“I live in New Zealand.” I said it this week to a tour guide hawker outside Vatican City. I knew right away that I had made a mistake, but I felt too stupid to change my location, so I had to go with it, talk about the weather this time of year and how far away it was. And also that it doesn’t have such bad sharks as Australia.
Aidan and I are in Rome, on a mother/son getaway, the sort of quick and easy escape one dreams of when one moves to London. We decided where to go by picking a country and then selecting the city from the least expensive airplane tickets available. And so I found myself in this bustling, crazy, spectacular city, lying to a tour guide hawker.
It is obviously impossible to be here and not be held in awe by the history everywhere. Walk alongside lovely gracious old buildings and stumble upon something ancient. Head for the bridge to dinner and pass over an archeological dig. This feels like the birthplace of so much of the culture and history that has shaped my life. Slip inside a church and know that it’s totally likely that 3000 years ago this was a place where people worshiped Juno or Jupiter or some such. Walk over a floor in the Sistine Chapel that was made in the 1500s as a replica of floors from the 300s and think about making that decision (as well as the decision to have a sculptor named Michelangelo fresco the ceiling of the chapel you’ve built). Our tour guide today was telling us about the flip of the Roman empire from requiring people to be what we would now call pagan (and persecuting Christians) to requiring people to be Christian (and persecuting Pagans) in less than 100 years. All of it makes me think about time in new ways—to think about how quickly things change, how slowly they change, and what it means to be in the middle of those times of change. Are we in one now? One never knows until afterwards.
And of course, I’m in this little time of change myself, a change that won’t appear etched on walls or inscribed in history books. My identity is shifting fast enough (or is it slowly enough) that I can’t remember where I live. And it is malleable enough that I walk through Rome and wonder, could I live here? Is this a place for me next? When does “next” start?

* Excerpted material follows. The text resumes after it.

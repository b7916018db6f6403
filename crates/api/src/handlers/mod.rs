pub mod category;
pub mod media;
pub mod project;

I walk through Rome’s dusty, spectacular streets, peer into what looks like a history museum of ancient ruins and see a discreet “for sale” sign in what is clearly a condo upstairs. The ancient and the now, entwined. I wonder about the way our todays turn into our history and then into our collective history. On the one hand, now is a globally confusing and pivotal time—global warming, nuclear war, festering unrest and nationalism are frightening. On the other hand, Aidan and I had literally the best pizza I have ever had in my life, standing outside a deli, propped against little tables after a morning in the Vatican museum. In Rome the history is measured in huge swings and shifts—fast moving and slow moving. The stories we hear and read about are the conglomeration of millions of decisions over thousands of lives. But the life we live is one decision after the next in one single lifetime.
Somehow in Rome that is dizzying. The decisions I’m making right now—where will I live, what work will I take, how will I think about promoting my new book—seem massive to me. They seem to shape the pathway for the rest of my life. So they’re huge. But these decisions will leave no trace in any history book, will never be told about on a museum tour. How do we cope with the enormity and the insignificance of it all? How do I take my decisions as seriously as they deserve to be taken but not more seriously than that? And how do we understand collectively that there are some choices we each make that shape the direction of our future, that leave clues behind about this society to be uncovered by some interested tourist from the future? I leave this beautiful city to go back to cold and rainy London, more thoughtful and more connected to the past than I have been. Now it’s time to try to connect all of that into my future.
ps The picture is of a much more quaint pizza place than the spectacular one–I only took the picture, and didn’t taste the pizza here.
Dear Jennifer. I notice a sort of sentimental feeling as I read these words and I experience the vivid images which they conjure up in my mind. I notice my breath as it slows down, as if its prompting me to savour this moment in time and record its imprint in my body. And I notice my body relax into your questions about how to “cope with the enormity and the insignificance of it all? ”
Your questions reminds me of ‘The Gita According to Gandhi’ translated by his friend and fellow activist and writer, Mahadev Desai. The essence of its wisdom seems to point to the practice of karma yoga or selfless action. There is something I find empowering and freeing in the idea of fully living one’s purpose in the world and yet without being driven by the potential fruits of that action.. partly because to even achieve that virtue is a developmental endeavour and partly because it keeps me in the now.
Desai’s helpful commentary states his position on the matter clearly in his concluding reflections;
“The yogins of all ages fought with the magic armour on, in a spirit of complete self-surrender, not in the interests of their narrow selves but in the interests of the Self of all mankind, and by so doing they left humanity purer, holier, nobler, stronger. They are the salt of the earth. They were called upon to play their parts on a vast stage ; ours may be an infinitely narrower one, but the Master of the stage is the same. The area in which they moved was very large ; ours may be very small, but the centre, round which we have to perform the divine dance, is the same.”